Abstract

There is an urgent need to design new anticancer agents that can prevent cancer cell proliferation even with minimal side effects. Accordingly, two new series of 3-methylquinoxalin-2(1H)-one and 3-methylquinoxaline-2-thiol derivatives were designed to act as VEGFR-2 inhibitors. The designed derivatives were synthesised and evaluated in vitro as cytotoxic agents against two human cancer cell lines namely, HepG-2 and MCF-7. Also, the synthesised derivatives were assessed for their VEGFR-2inhibitory effect. The most promising member 11e were further investigated to reach a valuable insight about its apoptotic effect through cell cycle and apoptosis analyses. Moreover, deep investigations were carried out for compound 11e using western-plot analyses to detect its effect against some apoptotic and apoptotic parameters including caspase-9, caspase-3, BAX, and Bcl-2. Many in silico investigations including docking, ADMET, toxicity studies were performed to predict binding affinity, pharmacokinetic, drug likeness, and toxicity of the synthesised compounds. The results revealed that compounds 11e, 11g, 12e, 12g, and 12k exhibited promising cytotoxic activities (IC₅₀ range is 2.1 − 9.8 µM), comparing to sorafenib (IC₅₀ = 3.4 and 2.2 µM against MCF-7 and HepG2, respectively).

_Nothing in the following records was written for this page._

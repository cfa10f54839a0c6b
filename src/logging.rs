use std::path::PathBuf;
use tracing_appender::non_blocking::WorkerGuard;
use tracing_subscriber::{EnvFilter, fmt, layer::SubscriberExt, util::SubscriberInitExt};

/// Initialize logging based on output mode and debug flag
///
/// `RUST_LOG` overrides the level chosen from the flags. When a log file is
/// given, the returned guard must be held until exit so buffered lines are
/// flushed.
pub fn init_logging(
    debug: bool,
    quiet: bool,
    log_file: Option<PathBuf>,
) -> anyhow::Result<Option<WorkerGuard>> {
    let level = if debug {
        "agent_flow=debug"
    } else if quiet {
        "agent_flow=error"
    } else {
        "agent_flow=info"
    };
    let env_filter = EnvFilter::try_from_default_env().unwrap_or_else(|_| EnvFilter::new(level));

    let fmt_layer = fmt::layer()
        .with_target(false)
        .with_thread_ids(false)
        .with_thread_names(false)
        .with_line_number(debug)
        .with_file(debug)
        .with_writer(std::io::stderr);

    if let Some(log_path) = log_file {
        let dir = match log_path.parent() {
            Some(parent) if !parent.as_os_str().is_empty() => parent.to_path_buf(),
            _ => PathBuf::from("."),
        };
        std::fs::create_dir_all(&dir)?;
        let filename = log_path
            .file_name()
            .ok_or_else(|| anyhow::anyhow!("log file path has no file name: {}", log_path.display()))?;

        let appender = tracing_appender::rolling::never(&dir, filename);
        let (writer, guard) = tracing_appender::non_blocking(appender);

        // One JSON object per line so run logs can be grepped by run_id
        let file_layer = fmt::layer()
            .json()
            .with_ansi(false)
            .with_writer(writer)
            .with_target(true)
            .with_line_number(true)
            .with_file(true);

        tracing_subscriber::registry()
            .with(env_filter)
            .with(fmt_layer)
            .with(file_layer)
            .init();
        Ok(Some(guard))
    } else {
        tracing_subscriber::registry()
            .with(env_filter)
            .with(fmt_layer)
            .init();
        Ok(None)
    }
}

/// Get default log file path for a command
pub fn default_log_path(name: &str) -> anyhow::Result<PathBuf> {
    let log_dir = dirs::config_dir()
        .ok_or_else(|| anyhow::anyhow!("Could not determine config directory"))?
        .join("agent-flow")
        .join("logs");

    let timestamp = chrono::Local::now().format("%Y%m%d-%H%M%S");
    let filename = format!("{}-{}.log", name, timestamp);

    Ok(log_dir.join(filename))
}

Moreover, 11b, 11f, 11g, 12e, 12f, 12g, and 12k showed the highest VEGFR-2 inhibitory activities (IC₅₀ range is 2.9 − 5.4 µM), comparing to sorafenib (IC₅₀ = 3.07 nM). Additionally, compound 11e had good potential to arrest the HepG2 cell growth at G2/M phase and to induce apoptosis by 49.14% compared to the control cells (9.71%). As well, such compound showed a significant increase in the level of caspase-3 (2.34-fold), caspase-9 (2.34-fold), and BAX (3.14-fold), and a significant decrease in Bcl-2 level (3.13-fold). For in silico studies, the synthesised compounds showed binding mode similar to that of the reference compound (sorafenib).

摘要

迫切需要设计新的抗癌剂，即使副作用最小，也可以防止癌细胞增殖。因此，设计了两个新系列的 3-methylquinoxalin-2( 1H )-one 和 3-methylquinoxaline-2-thiol 衍生物作为 VEGFR-2 抑制剂。设计的衍生物被合成并在体外评估为针对两种人类癌细胞系，即 HepG-2 和 MCF-7 的细胞毒性剂。此外，还评估了合成衍生物的 VEGFR-2 抑制作用。对最有希望的成员11e进行了进一步研究，以通过细胞周期和细胞凋亡分析获得有关其凋亡效应的宝贵见解。此外，对化合物11e进行了深入研究使用西方绘图分析检测其对一些凋亡和凋亡参数的影响，包括 caspase-9、caspase-3、BAX 和 Bcl-2。进行了许多计算机研究，包括对接、ADMET、毒性研究，以预测合成化合物的结合亲和力、药代动力学、药物相似性和毒性。结果表明，与索拉非尼（分别针对 MCF-7 和 HepG2 的IC ₅₀ = 3.4 和 2.2 µM ）相比，化合物11e、11g、12e、12g和12k表现出有希望的细胞毒活性（IC ₅₀范围为 2.1 - 9.8 µM ） . 此外，11b、11f、11g、12e、12f、12g和12k显示出最高的VEGFR-2抑制活性（IC₅₀范围为 2.9 − 5.4 µM)，与索拉非尼 (IC ₅₀ = 3.07 nM) 相比。此外，与对照细胞 (9.71%) 相比，化合物11e具有在 G2/M 期阻止 HepG2 细胞生长并诱导细胞凋亡 49.14% 的良好潜力。同样，这种化合物显示出 caspase-3（2.34 倍）、caspase-9（2.34 倍）和 BAX（3.14 倍）水平的显着增加，以及 Bcl-2 水平（3.13 -折叠）。对于计算机研究，合成的化合物显示出与参考化合物（索拉非尼）相似的结合模式。